Aí visitamos, por exemplo, os remanescentes da mata amazônica no Bosque Rodrigues Alves, em Belém, e no Parque do
Mindu, em Manaus; o vigor e a brasilidade de Burle Marx na Praça Alberto D. Simão ou no Parque das Mangabeiras, em
Belo Horizonte, na Praça de Casa Forte,
em Recife, na Praça Duque de Caxias, em
Brasília, e no Calçadão de Copacabana,
no Rio; a perenidade do Campo de Santana e a antiguidade e exuberância do Jardim Botânico, também no Rio; o extenso
investimento curitibano, destacando-se a
relação da arquitetura com a natureza como nas obras coordenadas por D. Bongestabs e no Jardim Ambiental 1; os grafismos contemporâneos e a superposição
de percursos na Praça Pio 12, em Florianópolis; a cuidadosa elaboração do Horto Florestal Antônio de Albuquerque, em
Campo Grande; a integração com o tecido urbano do Parque do Pajeú, em Fortaleza, e entre os espaços público e privado,
no Centro Itaú Conceição, em São Paulo;
a função e dimensão metropolitanas do
Anhagabaú, do Ibirapuera e do Parque
Raposo Tavares, erguido sobre o lixo,
também na capital paulista.
O resultado é uma sistematização funcional, morfológica e histórica, oportuna
não apenas para a formação de arquitetos, urbanistas e paisagistas, mas também
para colocar em cena a relevância desses
lugares e dos valores públicos que os legitimam, fomentar sua discussão e crítica,
alavancar novos estudos e ampliar e difundir a base de conhecimento e o repertório dos futuros produtores da paisagem
urbana brasileira. Sobretudo em um momento onde a valorização do design e a
requalificação dos ambientes urbanos, a
demanda de espaços públicos de lazer e
as preocupações de caráter ambiental
tornam-se temas centrais do planejamento das nossas cidades, o trabalho torna-se de grande valia.

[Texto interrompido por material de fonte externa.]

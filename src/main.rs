use clap::error::ErrorKind;
use clap::{CommandFactory, Parser};
use std::process::ExitCode;
use tracing::level_filters::LevelFilter;
use tracing_subscriber::{filter::EnvFilter, layer::SubscriberExt, util::SubscriberInitExt, Layer};
use wsstat::cli::{execute, AppError, Cli, Config, InputError};
use wsstat::stat::WsProbe;

/// Logs go to stderr so they never interleave with the report on stdout.
fn init_tracing() {
    let env_filter = EnvFilter::builder()
        .with_default_directive(LevelFilter::WARN.into())
        .from_env_lossy();

    let log_format = std::env::var("RUST_LOG_FORMAT").unwrap_or_default();
    let log_layer = match log_format.as_str() {
        "json" => tracing_subscriber::fmt::layer()
            .json()
            .with_writer(std::io::stderr)
            .with_filter(env_filter)
            .boxed(),
        _ => tracing_subscriber::fmt::layer()
            .compact()
            .without_time()
            .with_writer(std::io::stderr)
            .with_filter(env_filter)
            .boxed(),
    };

    tracing_subscriber::registry().with(log_layer).init();
}

fn usage_error(err: InputError) -> ! {
    let kind = match err {
        InputError::ConflictingMessages | InputError::ConflictingVerbosity => {
            ErrorKind::ArgumentConflict
        }
        _ => ErrorKind::ValueValidation,
    };
    Cli::command().error(kind, err).exit()
}

#[tokio::main(flavor = "current_thread")]
async fn main() -> ExitCode {
    init_tracing();

    let cli = Cli::parse();
    if cli.no_color {
        colored::control::set_override(false);
    }
    let build_probe = |config: &Config| WsProbe::new().with_timeout(config.timeout);
    match execute(&cli, build_probe, &mut std::io::stdout()).await {
        Ok(()) => ExitCode::SUCCESS,
        Err(AppError::Input(e)) => usage_error(e),
        Err(e) => {
            tracing::debug!(error = ?e, "run failed");
            eprintln!("Error: {e}");
            ExitCode::from(e.exit_code())
        }
    }
}
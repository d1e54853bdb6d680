use std::io;
use std::net::SocketAddr;
use std::pin::Pin;
use std::task::{Context, Poll};
use tokio::io::{AsyncRead, AsyncWrite};
use tokio::net::TcpStream;
use tokio_boring::SslStream;

/// A connected socket, plain TCP or TLS over TCP.
///
/// The WebSocket handshake runs over either variant through the tokio IO
/// traits, so the upgrade code never branches on the scheme.
#[derive(Debug)]
pub enum SocketType {
    Tcp(TcpStream),
    Ssl(SslStream<TcpStream>),
}

impl SocketType {
    /// Address of the peer this socket ended up connected to.
    pub fn peer_addr(&self) -> io::Result<SocketAddr> {
        match self {
            SocketType::Tcp(s) => s.peer_addr(),
            SocketType::Ssl(s) => s.get_ref().peer_addr(),
        }
    }

    pub fn is_secure(&self) -> bool {
        matches!(self, SocketType::Ssl(_))
    }
}

impl AsyncRead for SocketType {
    fn poll_read(
        self: Pin<&mut Self>,
        cx: &mut Context<'_>,
        buf: &mut tokio::io::ReadBuf<'_>,
    ) -> Poll<io::Result<()>> {
        match self.get_mut() {
            SocketType::Tcp(s) => Pin::new(s).poll_read(cx, buf),
            SocketType::Ssl(s) => Pin::new(s).poll_read(cx, buf),
        }
    }
}

impl AsyncWrite for SocketType {
    fn poll_write(
        self: Pin<&mut Self>,
        cx: &mut Context<'_>,
        buf: &[u8],
    ) -> Poll<io::Result<usize>> {
        match self.get_mut() {
            SocketType::Tcp(s) => Pin::new(s).poll_write(cx, buf),
            SocketType::Ssl(s) => Pin::new(s).poll_write(cx, buf),
        }
    }

    fn poll_flush(self: Pin<&mut Self>, cx: &mut Context<'_>) -> Poll<io::Result<()>> {
        match self.get_mut() {
            SocketType::Tcp(s) => Pin::new(s).poll_flush(cx),
            SocketType::Ssl(s) => Pin::new(s).poll_flush(cx),
        }
    }

    fn poll_shutdown(self: Pin<&mut Self>, cx: &mut Context<'_>) -> Poll<io::Result<()>> {
        match self.get_mut() {
            SocketType::Tcp(s) => Pin::new(s).poll_shutdown(cx),
            SocketType::Ssl(s) => Pin::new(s).poll_shutdown(cx),
        }
    }
}
//! WebSocket upgrade and frame exchange over an already connected socket.
//!
//! The socket comes from [`ConnectJob`](crate::socket::connectjob::ConnectJob)
//! so that DNS, TCP and TLS are timed separately from the upgrade itself.

use super::message::{CloseCode, CloseFrame, Message};
use crate::base::neterror::NetError;
use crate::http::HeaderSet;
use crate::socket::client::SocketType;
use bytes::Bytes;
use futures::{SinkExt, StreamExt};
use tokio_tungstenite::tungstenite::client::IntoClientRequest;
use tokio_tungstenite::{client_async, tungstenite, WebSocketStream};
use url::Url;

/// An upgraded WebSocket connection.
pub struct WebSocket {
    stream: WebSocketStream<SocketType>,
}

/// The result of a successful upgrade, with both sides of the handshake.
pub struct Upgraded {
    pub socket: WebSocket,
    /// Headers exactly as sent, including the ones tungstenite generates.
    pub request_headers: HeaderSet,
    pub response_headers: HeaderSet,
}

impl WebSocket {
    /// Perform the HTTP/1.1 upgrade on `socket`, sending `headers` on top of
    /// the mandatory handshake headers.
    pub async fn upgrade(
        url: &Url,
        socket: SocketType,
        headers: &HeaderSet,
    ) -> Result<Upgraded, NetError> {
        let mut request = url
            .as_str()
            .into_client_request()
            .map_err(|_| NetError::InvalidUrl)?;
        headers.apply_to(request.headers_mut());
        let request_headers = HeaderSet::from(request.headers());

        let (stream, response) = client_async(request, socket).await.map_err(|e| {
            tracing::debug!("WebSocket upgrade error: {:?}", e);
            handshake_error(e)
        })?;

        Ok(Upgraded {
            socket: Self { stream },
            request_headers,
            response_headers: HeaderSet::from(response.headers()),
        })
    }

    /// Send a message.
    pub async fn send(&mut self, msg: Message) -> Result<(), NetError> {
        self.stream.send(message_to_tungstenite(msg)).await.map_err(|e| {
            tracing::debug!("WebSocket send error: {:?}", e);
            NetError::ConnectionClosed
        })
    }

    /// Send a text message.
    pub async fn send_text(&mut self, text: impl Into<String>) -> Result<(), NetError> {
        self.send(Message::Text(text.into())).await
    }

    /// Ping the server.
    pub async fn ping(&mut self, data: Vec<u8>) -> Result<(), NetError> {
        self.send(Message::Ping(data)).await
    }

    /// Receive a message.
    ///
    /// Returns `None` if the connection is closed.
    pub async fn recv(&mut self) -> Result<Option<Message>, NetError> {
        match self.stream.next().await {
            Some(Ok(msg)) => Ok(Some(tungstenite_to_message(msg))),
            Some(Err(e)) => {
                tracing::debug!("WebSocket recv error: {:?}", e);
                Err(NetError::ConnectionClosed)
            }
            None => Ok(None),
        }
    }

    /// Wait for the next text or binary frame, skipping control frames.
    pub async fn recv_data(&mut self) -> Result<Message, NetError> {
        loop {
            match self.recv().await? {
                Some(msg @ (Message::Text(_) | Message::Binary(_))) => return Ok(msg),
                Some(Message::Close(frame)) => {
                    tracing::debug!(?frame, "server closed before replying");
                    return Err(NetError::ConnectionClosed);
                }
                Some(_) => continue,
                None => return Err(NetError::EmptyResponse),
            }
        }
    }

    /// Wait for the pong answering a ping, ignoring anything else.
    pub async fn recv_pong(&mut self) -> Result<(), NetError> {
        loop {
            match self.recv().await? {
                Some(Message::Pong(_)) => return Ok(()),
                Some(Message::Close(_)) => return Err(NetError::ConnectionClosed),
                Some(_) => continue,
                None => return Err(NetError::EmptyResponse),
            }
        }
    }

    /// Close the connection normally.
    pub async fn close(&mut self) -> Result<(), NetError> {
        let frame = CloseFrame::new(CloseCode::NORMAL, "");
        self.send(Message::Close(Some(frame))).await
    }
}

fn handshake_error(err: tungstenite::Error) -> NetError {
    match err {
        tungstenite::Error::Io(e) => NetError::from_io(&e),
        tungstenite::Error::Http(response) => NetError::WsHandshakeFailed {
            reason: format!("server answered {}", response.status()),
        },
        other => NetError::WsHandshakeFailed {
            reason: other.to_string(),
        },
    }
}

/// Convert our Message to tungstenite Message.
fn message_to_tungstenite(msg: Message) -> tungstenite::Message {
    match msg {
        Message::Text(s) => tungstenite::Message::Text(s),
        Message::Binary(b) => tungstenite::Message::Binary(b.to_vec()),
        Message::Ping(d) => tungstenite::Message::Ping(d),
        Message::Pong(d) => tungstenite::Message::Pong(d),
        Message::Close(frame) => {
            let tung_frame = frame.map(|f| tungstenite::protocol::CloseFrame {
                code: tungstenite::protocol::frame::coding::CloseCode::from(f.code.0),
                reason: f.reason.into(),
            });
            tungstenite::Message::Close(tung_frame)
        }
    }
}

/// Convert tungstenite Message to our Message.
fn tungstenite_to_message(msg: tungstenite::Message) -> Message {
    match msg {
        tungstenite::Message::Text(s) => Message::Text(s.to_string()),
        tungstenite::Message::Binary(b) => Message::Binary(Bytes::from(b)),
        tungstenite::Message::Ping(d) => Message::Ping(d.to_vec()),
        tungstenite::Message::Pong(d) => Message::Pong(d.to_vec()),
        tungstenite::Message::Close(frame) => {
            let our_frame = frame.map(|f| CloseFrame {
                code: CloseCode(f.code.into()),
                reason: f.reason.to_string(),
            });
            Message::Close(our_frame)
        }
        tungstenite::Message::Frame(_) => Message::Binary(Bytes::new()),
    }
}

Ao estudarem praças e parques urbanos, os livros nos introduzem também as
concepções da cidade e os modos pelos
quais são vividas em nosso contexto. No
conto "Tempo de Crise" e em "A Semana" (29/1 e 13/8 de 1893), Machado de Assis vê a Rua do Ouvidor -fechada ao
trânsito de cavalos e carroças desde 1867
para se converter em ponto de encontro
de toda a sociedade- como uma "espécie de loja única, variada, estreita e comprida", logradouro que "resume o Rio de
Janeiro", "rosto eloqüente que exprime
todos os sentimentos e todas as idéias" e
"onde a vida passa em burburinho de todos os dias e a cada hora". Em ambientes
como este, se funda a comunidade e se inventam a polis e o seu comércio de homens, mulheres, culturas, sentimentos,
idéias e mercadorias.
Ao final de sua vida, contudo, saindo da
Garnier e vendo, 15 anos depois, a mesma
rua tomada por pessoas ofegantes e sem
trocarem um olhar ou cumprimento,
Machado sacode a cabeça tristemente e
murmura a Manuel Bonfim: "Festa de estalagem, todos dançam e ninguém se conhece". Nessa última Rua do Ouvidor
vista pelo escritor, prenúncio do que assistimos hoje nas multidões que desfilam
nos shoppings, já nada mais se funda e se
inventa. Estudar os parques e praças da
cidade é modo de se combater este mundo estéril e privado de toda alma citadina,
cuja expulsão da polis iniciou-se juntamente com a daqueles que habitavam os
cortiços e os becos do velho Centro e foram obrigados a se exilarem nos morros:
"Sem embargo, lá vão os quiosques embora. Assim foram as quitandeiras crioulas, as turcas e árabes, os engraxadores de
botas, uma porção de negócios de rua,
que nos dava certa feição de grande cidade levantina", lamentava Machado.
Cumpre fazer das praças e parques
-tão mal conservados quanto os valores
públicos diante da voracidade do interesse privado- o local da festa cívica e do
encontro em que reinventamos a cidade e
nos reconhecemos aderidos a uma mesma comunidade de espaço, história, tradição e identidade. "Praças Brasileiras" e
"Parques Urbanos no Brasil" incentivam-nos a investigar os "rostos em que se
resumem nossas cidades" e as almas que
as frequentam ou as abandonam, se elas
passam a abrigar apenas as "festas de estalagem" e os logradouros da solidão. Entre os dois olhares de Machado sobre a
Rua do Ouvidor movimenta-se a nossa
leitura quando passamos as páginas coloridas destas duas obras. Também por isso, vale a pena consultá-las: nelas frequentamos os quiosques onde a fecundidade do encontro com o outro compensa
as faltas de uma vida pública cada vez
mais escassa.
Carlos Antônio Leite Brandão é professor da Escola de Arquitetura da Universidade Federal de Minas Gerais.